%%

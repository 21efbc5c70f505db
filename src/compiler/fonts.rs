//! Font and icon glyph registry.
//!
//! Widgets register the fonts they draw with while requirements are collected.
//! Each `(family, weight, size, italic)` combination is declared once, and
//! icon glyphs are grouped into one icon font per pixel size.

use crate::compiler::icons;
use crate::compiler::ir::{Node, Section};
use regex::Regex;
use std::collections::{BTreeSet, HashSet};
use std::sync::OnceLock;

/// Font family whose glyphs come from tracked icons instead of a glyph list.
pub const ICON_FAMILY: &str = "Material Design Icons";

/// Local file the icon fonts are loaded from.
pub const ICON_FONT_FILE: &str = "fonts/materialdesignicons-webfont.ttf";

/// Extra glyphs declared on top of printable ASCII.
const EXTENDED_GLYPHS: [&str; 15] = [
    "B0", "B1", "B2", "B3", "B5", "A3", "A5", "A9", "AE", "D7", "F7", "3BC", "3A9", "20AC", "2122",
];

/// Resolves a symbolic icon name to its glyph code.
pub type IconResolver = fn(&str) -> Option<&'static str>;

#[derive(Debug, Clone, PartialEq, Eq)]
struct FontSpec {
    id: String,
    family: String,
    weight: u32,
    size: u32,
    italic: bool,
}

/// Per-compilation font table.
#[derive(Debug, Clone)]
pub struct FontRegistry {
    defined: HashSet<String>,
    fonts: Vec<FontSpec>,
    icons_by_size: Vec<(u32, BTreeSet<String>)>,
    resolver: IconResolver,
}

impl Default for FontRegistry {
    fn default() -> Self {
        Self::new()
    }
}

fn icon_code_pattern() -> &'static Regex {
    static PATTERN: OnceLock<Regex> = OnceLock::new();
    PATTERN.get_or_init(|| Regex::new(r"(?i)^F[0-9A-F]{4}$").expect("valid icon code regex"))
}

/// Builds the deterministic font id for a font key.
pub fn font_id(family: &str, weight: u32, size: u32, italic: bool) -> String {
    let family = family
        .split_whitespace()
        .collect::<Vec<_>>()
        .join("_")
        .to_lowercase();
    let suffix = if italic { "_italic" } else { "" };
    format!("font_{family}_{weight}_{size}{suffix}")
}

/// Id of the icon font for a pixel size.
pub fn icon_font_id(size: u32) -> String {
    font_id(ICON_FAMILY, 400, size, false)
}

impl FontRegistry {
    /// Creates an empty registry using the built-in icon table.
    pub fn new() -> Self {
        Self::with_icon_resolver(icons::resolve)
    }

    /// Creates an empty registry with a custom icon name lookup.
    pub fn with_icon_resolver(resolver: IconResolver) -> Self {
        Self {
            defined: HashSet::new(),
            fonts: Vec::new(),
            icons_by_size: Vec::new(),
            resolver,
        }
    }

    /// Registers a font and returns its id.
    ///
    /// Identical arguments always return the same id and never add a second
    /// declaration. A weight of zero is treated as 400.
    pub fn add_font(&mut self, family: &str, weight: u32, size: u32, italic: bool) -> String {
        let weight = if weight == 0 { 400 } else { weight };
        let id = font_id(family, weight, size, italic);
        if !self.defined.insert(id.clone()) {
            return id;
        }

        if family != ICON_FAMILY {
            self.fonts.push(FontSpec {
                id: id.clone(),
                family: family.to_string(),
                weight,
                size,
                italic,
            });
        }
        id
    }

    /// Tracks an icon glyph for the given size.
    ///
    /// Accepts a raw code (`F0595`, case-insensitive) or a symbolic name such
    /// as `weather-sunny` or `mdi:home`. Unresolvable names are ignored.
    pub fn track_icon(&mut self, name_or_code: &str, size: u32) {
        let trimmed = name_or_code.trim();
        if trimmed.is_empty() {
            return;
        }

        let code = if icon_code_pattern().is_match(trimmed) {
            trimmed.to_uppercase()
        } else {
            match (self.resolver)(trimmed) {
                Some(code) => code.to_uppercase(),
                None => {
                    tracing::debug!("Ignoring unknown icon '{}'", trimmed);
                    return;
                }
            }
        };

        if let Some((_, codes)) = self.icons_by_size.iter_mut().find(|(s, _)| *s == size) {
            codes.insert(code);
        } else {
            self.icons_by_size.push((size, BTreeSet::from([code])));
        }
    }

    /// Number of distinct font ids registered so far (icon fonts included).
    pub fn len(&self) -> usize {
        self.defined.len()
    }

    /// Returns true if nothing has been registered.
    pub fn is_empty(&self) -> bool {
        self.defined.is_empty()
    }

    /// Builds the `font:` section.
    ///
    /// Synthesizes Roboto 400/20 when nothing was registered so the document
    /// always carries at least one font.
    pub fn emit(&mut self) -> Section {
        if self.defined.is_empty() {
            self.add_font("Roboto", 400, 20, false);
        }

        let mut section = Section::list("font");
        for font in &self.fonts {
            section.push(
                Node::map()
                    .with(
                        "file",
                        Node::map()
                            .with("type", Node::scalar("gfonts"))
                            .with("family", Node::quoted(&font.family))
                            .with("weight", Node::scalar(font.weight))
                            .with("italic", Node::scalar(font.italic)),
                    )
                    .with("id", Node::scalar(&font.id))
                    .with("size", Node::scalar(font.size))
                    .with("glyphs", Node::Scalar(text_glyphs())),
            );
        }

        for (size, codes) in &self.icons_by_size {
            let glyphs = codes
                .iter()
                .map(|c| format!("\"\\U000{c}\""))
                .collect::<Vec<_>>()
                .join(", ");
            section.push(
                Node::map()
                    .with("file", Node::quoted(ICON_FONT_FILE))
                    .with("id", Node::scalar(icon_font_id(*size)))
                    .with("size", Node::scalar(size))
                    .with("glyphs", Node::Scalar(format!("[{glyphs}]"))),
            );
        }

        section
    }
}

fn text_glyphs() -> String {
    let ascii = (0x20u32..=0x7e).map(|c| format!("\"\\U{c:08x}\""));
    let extended = EXTENDED_GLYPHS
        .iter()
        .map(|c| format!("\"\\U{:0>8}\"", c));
    let all: Vec<String> = ascii.chain(extended).collect();
    format!("[{}]", all.join(", "))
}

%%

# Problem
What lines in the data include the string "pixel"? Copy each one.

# Output for this task
//! icon glyphs are grouped into one icon font per pixel size.
/// Id of the icon font for a pixel size.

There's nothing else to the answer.